Re: OT: Stillbirth, naming stuff (Was Re: What? the clean-shaven outnumber the bearded?...)
From: | Tristan McLeay <kesuari@...> |
Date: | Tuesday, May 20, 2003, 13:13 |
Mia Soderquist wrote:
>My husband's computer is Marvin.
>
Named after Marvin the Martian (Warner Bros.), Marvin the Paranoid
Android (Hitchikers' Guide), or some other, less interesting, Marvin? :)
(I hope you know the third answer isn't acceptible.
>I wonder how other people divide up 'nameable' and
>'unnameable' things.
>
If it needs a name, I'd give it one. If I had one cat,[1] I probably
wouldn't name it because 'my cat' (or 'Tristan's cat') would be
unambiguous enough. If I had a child, I'd name it, because calling it
'Tristan's child' implies a possession I clearly don't have over the
child.
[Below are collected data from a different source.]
//! The mining session.
//!
//! A [`Miner`] owns everything that lives for one configuration: the pool
//! connections, the dispatcher, the worker threads and their scratch
//! memory. It runs sessions back to back until told to shut down; restart
//! and reconfigure commands end the current session and start a fresh one.
//!
//! Teardown always runs in the same order: workers are stopped and joined
//! first (releasing their scratch), then the connections and the dispatcher
//! are cancelled and awaited.

use std::sync::Arc;
use std::time::Duration;

use tokio::sync::{mpsc, watch};
use tokio::time::{interval, Instant, MissedTickBehavior};
use tokio_util::{sync::CancellationToken, task::TaskTracker};

use crate::config::Config;
use crate::control::{ControlCommand, Controller};
use crate::cpu::CpuInfo;
use crate::dispatch::{DispatchStatus, Dispatcher};
use crate::error::Result;
use crate::hasher::HashExecutor;
use crate::memory::MemoryManager;
use crate::pool::{
    dialect_for, ConnectionSettings, Connector, PoolConnection, PoolDescriptor, PoolId,
};
use crate::stats::{HashrateMonitor, ShareResults};
use crate::status::StatusReport;
use crate::strategy::{DonationSchedule, Strategy};
use crate::summary::Summary;
use crate::tracing::prelude::*;
use crate::worker::{plan_workers, WorkBoard, WorkerScheduler, SHARE_QUEUE_DEPTH};

/// How often per-thread hash counters are sampled.
pub const SAMPLE_INTERVAL: Duration = Duration::from_millis(500);

/// How often the status report is republished when no CC endpoint sets it.
pub const STATUS_INTERVAL: Duration = Duration::from_secs(1);

/// Capacity of the connection event queue.
const EVENT_QUEUE_DEPTH: usize = 256;

/// Why a session ended.
enum SessionEnd {
    Shutdown,
    Restart,
    Reconfigure(Arc<Config>),
}

pub struct Miner {
    config: Arc<Config>,
    cpu: CpuInfo,
    executor: Arc<dyn HashExecutor>,
    connector: Arc<dyn Connector>,
    commands: mpsc::UnboundedReceiver<ControlCommand>,
    status: watch::Sender<StatusReport>,
    shutdown: CancellationToken,
    started: Instant,
    paused: bool,
}

impl Miner {
    /// Build a miner for a validated `config`.
    ///
    /// Returns the miner, a [`Controller`] to steer it and a receiver for
    /// status reports. Nothing runs until [`Miner::run`] is awaited.
    pub fn new(
        config: Arc<Config>,
        cpu: CpuInfo,
        executor: Arc<dyn HashExecutor>,
        connector: Arc<dyn Connector>,
    ) -> (Self, Controller, watch::Receiver<StatusReport>) {
        let (controller, commands) = Controller::new();
        let (status, status_rx) = watch::channel(StatusReport::default());
        let miner = Self {
            config,
            cpu,
            executor,
            connector,
            commands,
            status,
            shutdown: CancellationToken::new(),
            started: Instant::now(),
            paused: false,
        };
        (miner, controller, status_rx)
    }

    /// Token that ends the run loop when cancelled, like a Shutdown command.
    pub fn shutdown_token(&self) -> CancellationToken {
        self.shutdown.clone()
    }

    /// Run sessions until shutdown.
    ///
    /// Returns an error only when a session cannot be started at all, e.g.
    /// no scratch memory could be allocated.
    pub async fn run(mut self) -> Result<()> {
        loop {
            match self.session().await? {
                SessionEnd::Shutdown => break,
                SessionEnd::Restart => info!("Restarting"),
                SessionEnd::Reconfigure(config) => {
                    info!("Applying new configuration");
                    self.config = config;
                }
            }
        }
        info!("Miner stopped");
        Ok(())
    }

    async fn session(&mut self) -> Result<SessionEnd> {
        let config = self.config.clone();

        let descriptors = config.pool_descriptors()?;
        let donation = config.donation_descriptor()?;
        let donation_id = donation.as_ref().map(|_| PoolId(descriptors.len()));
        let all_pools: Vec<_> = descriptors.iter().cloned().chain(donation).collect();

        // Workers first, so a memory failure aborts before anything connects.
        let memory = MemoryManager::new(
            config.memory.huge_pages,
            self.cpu.huge_pages.page_size,
        );
        let plans = plan_workers(&config, &self.cpu);
        let board = Arc::new(WorkBoard::new());
        if self.paused {
            board.pause();
        }
        let (shares_tx, shares_rx) = mpsc::channel(SHARE_QUEUE_DEPTH);
        let scheduler = WorkerScheduler::start(
            &plans,
            board.clone(),
            self.executor.clone(),
            &memory,
            shares_tx,
        )?;

        Summary {
            config: &config,
            cpu: &self.cpu,
            plans: &plans,
            pools: &descriptors,
            memory: memory.usage(),
        }
        .log();

        // Connections and the dispatcher share one cancellation scope.
        let running = self.shutdown.child_token();
        let tracker = TaskTracker::new();
        let settings = ConnectionSettings::from_network(&config.network);
        let dialect = dialect_for(&config.network);
        let (events_tx, events_rx) = mpsc::channel(EVENT_QUEUE_DEPTH);

        let handles = all_pools
            .iter()
            .cloned()
            .enumerate()
            .map(|(i, descriptor)| {
                PoolConnection::new(
                    PoolId(i),
                    descriptor,
                    settings.clone(),
                    dialect.clone(),
                    self.connector.clone(),
                    events_tx.clone(),
                    running.clone(),
                )
                .connect(&tracker)
            })
            .collect();
        drop(events_tx);

        let strategy = Strategy::new(
            config.network.prefer_primary,
            donation_id.map(|id| {
                let unit = Duration::from_secs(config.donation.unit_secs);
                (id, DonationSchedule::new(config.donate_level, unit, Instant::now()))
            }),
        );
        let (dispatcher, dispatch_status) = Dispatcher::new(
            handles,
            strategy,
            board.clone(),
            ShareResults::new(&config.health),
            events_rx,
            shares_rx,
            running.clone(),
        );
        tracker.spawn(dispatcher.run());
        tracker.close();

        let mut monitor = HashrateMonitor::new(scheduler.counters());
        monitor.sample();

        let mut sample = interval(SAMPLE_INTERVAL);
        sample.set_missed_tick_behavior(MissedTickBehavior::Delay);
        let mut publish = interval(status_interval(&config));
        publish.set_missed_tick_behavior(MissedTickBehavior::Delay);
        let print_time = Duration::from_secs(config.log.print_time_secs);
        let mut speed = interval(print_time.max(SAMPLE_INTERVAL));
        speed.set_missed_tick_behavior(MissedTickBehavior::Delay);
        speed.tick().await;

        let session = SessionView {
            descriptors: &all_pools,
            donation: donation_id.is_some(),
            memory: &memory,
            dispatch: &dispatch_status,
        };

        let end = loop {
            tokio::select! {
                _ = self.shutdown.cancelled() => break SessionEnd::Shutdown,

                command = self.commands.recv() => match command {
                    Some(ControlCommand::Pause) => {
                        if !self.paused {
                            self.paused = true;
                            scheduler.pause();
                        }
                    }
                    Some(ControlCommand::Resume) => {
                        if self.paused {
                            self.paused = false;
                            scheduler.resume();
                        }
                    }
                    Some(ControlCommand::Restart) => break SessionEnd::Restart,
                    Some(ControlCommand::Reconfigure(config)) => {
                        break SessionEnd::Reconfigure(config)
                    }
                    Some(ControlCommand::Shutdown) | None => break SessionEnd::Shutdown,
                },

                _ = sample.tick() => monitor.sample(),

                _ = publish.tick() => self.publish_status(&monitor, &session),

                _ = speed.tick(), if !print_time.is_zero() => {
                    info!(
                        threads = monitor.threads(),
                        "speed 2.5s/60s/15m {} max {:.1} H/s",
                        monitor.windows(),
                        monitor.highest().as_hashes()
                    );
                }
            }
        };

        // Workers first: joining them releases their scratch buffers.
        debug!("Stopping workers");
        if let Err(e) = tokio::task::spawn_blocking(move || drop(scheduler)).await {
            error!(error = %e, "Worker shutdown failed");
        }

        debug!("Closing pool connections");
        running.cancel();
        tracker.wait().await;

        let usage = memory.usage();
        if usage.buffers > 0 {
            warn!(buffers = usage.buffers, "Scratch buffers still live after teardown");
        }

        Ok(end)
    }

    fn publish_status(&self, monitor: &HashrateMonitor, session: &SessionView<'_>) {
        let dispatch = session.dispatch.borrow().clone();
        let report = StatusReport::collect(
            self.started.elapsed().as_secs(),
            self.paused,
            monitor,
            &dispatch,
            session.descriptors,
            session.donation,
            session.memory.usage(),
        );
        self.status.send_replace(report);
    }
}

/// Status publication period: the CC endpoint's, never faster than sampling.
fn status_interval(config: &Config) -> Duration {
    config
        .cc
        .as_ref()
        .map_or(STATUS_INTERVAL, |cc| cc.update_interval())
        .max(SAMPLE_INTERVAL)
}

/// Borrowed session state the status report is built from.
struct SessionView<'a> {
    descriptors: &'a [PoolDescriptor],
    donation: bool,
    memory: &'a MemoryManager,
    dispatch: &'a watch::Receiver<DispatchStatus>,
}

#[cfg(test)]
mod tests {
    use super::*;
    use serial_test::serial;

    const POOLS: &str = "[[pools]]\nurl = \"pool.example.com:3333\"\nuser = \"w\"\n";

    #[test]
    #[serial]
    fn status_follows_cc_update_interval() {
        let config = Config::from_toml_str(&format!(
            "{}[cc]\nurl = \"http://cc.example.com:3344\"\nupdate_interval_secs = 30\n",
            POOLS
        ))
        .unwrap();
        assert_eq!(status_interval(&config), Duration::from_secs(30));
    }

    #[test]
    #[serial]
    fn status_defaults_without_cc() {
        let config = Config::from_toml_str(POOLS).unwrap();
        assert_eq!(status_interval(&config), STATUS_INTERVAL);
    }
}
A stillborn child would probably be nameless to me, unless I (or,
rather, my hypothetical partner(s)) had more than one of them, and even
then, numbers were invented for a reason :)
[1] cats > dogs :P
My computers have names, but only because isidore[2] and casoar look
better than 192.168.0.3 and 192.168.0.5. When talking about them to
people, I call them 'my computer' or 'the family's computer'.
[2]: Named after the Isidore from _Do Androids Dream of Electric
Sheep?_, I believe.
We have two chooks (=chickens, hens) and two cats. The cats I refer to
by their names unless I can get away unambiguously with a pronoun (one
being male/neutered (Bruno) and the other female/neutered (Muffin));
they're very different. Muffin sits around all day and patiently waits
for someone to let her out but will let you know in no uncertain terms
when she wants to be fed. Bruno bounces around all day and squeaks[3]
when he wants to be let in/out/fed. I don't use the chooks' names. In
fact, I don't even know what they are (they have them though). As far as
I'm concerned, one chook is pretty much interchangeable with the other,
so I wouldn't be bothered naming them.
[3]: Bruno was found stray in early February either last year or the
year before. He was at that stage slightly younger than you'd normally
take them away from their mother (I think). The theory is that some kids
got him for a christmas present, and when the holidays ended (second
weekday after 26 January, being Australia Day), they decided they
couldn't keep him and left him for the elements. He never fully
recovered, or learnt how to meow, it seems.